Go through the listing below and state how many lines hold the word "bytes", giving only the number.

____

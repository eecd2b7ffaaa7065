//! Error types and result type for the crate.
//!
//! Every fallible operation returns [`Result<T>`]. Errors are built with `snafu`
//! and capture a backtrace at the point of construction.
//!
//! # Examples
//!
//! ```
//! use mdict_archive::{MdictError, Result};
//!
//! fn check_tag(tag: u8) -> Result<()> {
//!     if tag > 2 {
//!         return Err(MdictError::unsupported_compression(tag));
//!     }
//!     Ok(())
//! }
//!
//! assert!(check_tag(7).unwrap_err().is_unsupported_compression());
//! ```
//!
//! # Error Variants
//!
//! - [`MdictError::MalformedHeader`]: header document missing, unreadable or unsupported
//! - [`MdictError::TruncatedBlock`]: fewer bytes available than a section declares
//! - [`MdictError::CorruptBlock`]: checksum, size or count mismatch
//! - [`MdictError::UnsupportedCompression`]: unknown compression tag in a block frame
//! - [`MdictError::DecryptionFailed`]: no usable key for an encrypted section
//! - [`MdictError::OffsetOutOfRange`]: record offset beyond the record data
//! - [`MdictError::ArchiveClosed`]: the archive was closed
//! - [`MdictError::Io`]: the byte source failed

use std::io;

use snafu::{Backtrace, Snafu};

// Re-export snafu for context providers
pub use snafu;

/// Main error type for the crate.
#[derive(Debug, Snafu)]
#[snafu(visibility(pub))]
pub enum MdictError {
    /// I/O error raised by the underlying byte source.
    #[snafu(display("IO error: {source}"))]
    Io {
        source: io::Error,
        backtrace: Backtrace,
    },

    /// The leading header document is absent, corrupt or describes an unsupported archive.
    #[snafu(display("Malformed header: {message}"))]
    MalformedHeader {
        message: String,
        backtrace: Backtrace,
    },

    /// A block or section is shorter than its declared length.
    #[snafu(display("Truncated block: expected {expected} bytes, {available} available"))]
    TruncatedBlock {
        expected: u64,
        available: u64,
        backtrace: Backtrace,
    },

    /// Decoded data failed a checksum, size or count check.
    #[snafu(display("Corrupt block: {message}"))]
    CorruptBlock {
        message: String,
        backtrace: Backtrace,
    },

    /// The compression tag of a block frame is not one of the known codecs.
    #[snafu(display("Unsupported compression tag: {tag:#04x}"))]
    UnsupportedCompression {
        tag: u8,
        backtrace: Backtrace,
    },

    /// An encrypted section could not be decrypted.
    #[snafu(display("Decryption failed: {message}"))]
    DecryptionFailed {
        message: String,
        backtrace: Backtrace,
    },

    /// A record offset does not fall inside the record data.
    #[snafu(display("Record offset {offset} out of range (total {total})"))]
    OffsetOutOfRange {
        offset: u64,
        total: u64,
        backtrace: Backtrace,
    },

    /// The archive has been closed.
    #[snafu(display("Archive closed"))]
    ArchiveClosed {
        backtrace: Backtrace,
    },

    /// Function was called with invalid parameters.
    #[snafu(display("Invalid parameter: {message}"))]
    InvalidParameter {
        message: String,
        backtrace: Backtrace,
    },
}

// A short read always means the source holds fewer bytes than a section declared.
impl From<io::Error> for MdictError {
    fn from(source: io::Error) -> Self {
        if source.kind() == io::ErrorKind::UnexpectedEof {
            return Self::TruncatedBlock {
                expected: 0,
                available: 0,
                backtrace: Backtrace::capture(),
            };
        }
        Self::Io { source, backtrace: Backtrace::capture() }
    }
}

impl From<hex::FromHexError> for MdictError {
    fn from(source: hex::FromHexError) -> Self {
        Self::InvalidParameter {
            message: format!("Invalid hex string: {}", source),
            backtrace: Backtrace::capture(),
        }
    }
}

impl From<serde_json::Error> for MdictError {
    fn from(source: serde_json::Error) -> Self {
        Self::InvalidParameter {
            message: format!("Invalid options: {}", source),
            backtrace: Backtrace::capture(),
        }
    }
}

/// Helper methods for creating errors without context providers.
impl MdictError {
    /// Creates a `MalformedHeader` error with the given message.
    pub fn malformed_header<S: Into<String>>(message: S) -> Self {
        Self::MalformedHeader {
            message: message.into(),
            backtrace: Backtrace::capture(),
        }
    }

    /// Creates a `TruncatedBlock` error.
    pub fn truncated_block(expected: u64, available: u64) -> Self {
        Self::TruncatedBlock {
            expected,
            available,
            backtrace: Backtrace::capture(),
        }
    }

    /// Creates a `CorruptBlock` error with the given message.
    pub fn corrupt_block<S: Into<String>>(message: S) -> Self {
        Self::CorruptBlock {
            message: message.into(),
            backtrace: Backtrace::capture(),
        }
    }

    /// Creates a `CorruptBlock` error describing an Adler-32 mismatch.
    pub fn checksum_mismatch(expected: u32, got: u32) -> Self {
        Self::corrupt_block(format!("checksum mismatch: expected {:#010x}, got {:#010x}", expected, got))
    }

    /// Creates a `CorruptBlock` error describing a decoded size mismatch.
    pub fn size_mismatch(expected: u64, got: u64) -> Self {
        Self::corrupt_block(format!("decoded size mismatch: expected {}, got {}", expected, got))
    }

    pub fn unsupported_compression(tag: u8) -> Self {
        Self::UnsupportedCompression {
            tag,
            backtrace: Backtrace::capture(),
        }
    }

    pub fn decryption_failed<S: Into<String>>(message: S) -> Self {
        Self::DecryptionFailed {
            message: message.into(),
            backtrace: Backtrace::capture(),
        }
    }

    pub fn offset_out_of_range(offset: u64, total: u64) -> Self {
        Self::OffsetOutOfRange {
            offset,
            total,
            backtrace: Backtrace::capture(),
        }
    }

    pub fn archive_closed() -> Self {
        Self::ArchiveClosed {
            backtrace: Backtrace::capture(),
        }
    }

    /// Creates an `InvalidParameter` error with the given message.
    pub fn invalid_parameter<S: Into<String>>(message: S) -> Self {
        Self::InvalidParameter {
            message: message.into(),
            backtrace: Backtrace::capture(),
        }
    }

    /// Same variant and details with a fresh backtrace, for handing one failure to
    /// several callers.
    pub(crate) fn duplicate(&self) -> Self {
        match self {
            MdictError::Io { source, .. } => Self::Io {
                source: io::Error::new(source.kind(), source.to_string()),
                backtrace: Backtrace::capture(),
            },
            MdictError::MalformedHeader { message, .. } => Self::malformed_header(message.clone()),
            MdictError::TruncatedBlock { expected, available, .. } => Self::truncated_block(*expected, *available),
            MdictError::CorruptBlock { message, .. } => Self::corrupt_block(message.clone()),
            MdictError::UnsupportedCompression { tag, .. } => Self::unsupported_compression(*tag),
            MdictError::DecryptionFailed { message, .. } => Self::decryption_failed(message.clone()),
            MdictError::OffsetOutOfRange { offset, total, .. } => Self::offset_out_of_range(*offset, *total),
            MdictError::ArchiveClosed { .. } => Self::archive_closed(),
            MdictError::InvalidParameter { message, .. } => Self::invalid_parameter(message.clone()),
        }
    }

    pub fn is_malformed_header(&self) -> bool {
        matches!(self, MdictError::MalformedHeader { .. })
    }

    pub fn is_truncated_block(&self) -> bool {
        matches!(self, MdictError::TruncatedBlock { .. })
    }

    pub fn is_corrupt_block(&self) -> bool {
        matches!(self, MdictError::CorruptBlock { .. })
    }

    pub fn is_unsupported_compression(&self) -> bool {
        matches!(self, MdictError::UnsupportedCompression { .. })
    }

    pub fn is_decryption_failed(&self) -> bool {
        matches!(self, MdictError::DecryptionFailed { .. })
    }

    pub fn is_offset_out_of_range(&self) -> bool {
        matches!(self, MdictError::OffsetOutOfRange { .. })
    }

    pub fn is_archive_closed(&self) -> bool {
        matches!(self, MdictError::ArchiveClosed { .. })
    }
}

/// A specialized `Result` type for archive operations.
pub type Result<T> = std::result::Result<T, MdictError>;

____

** Exercise output **
3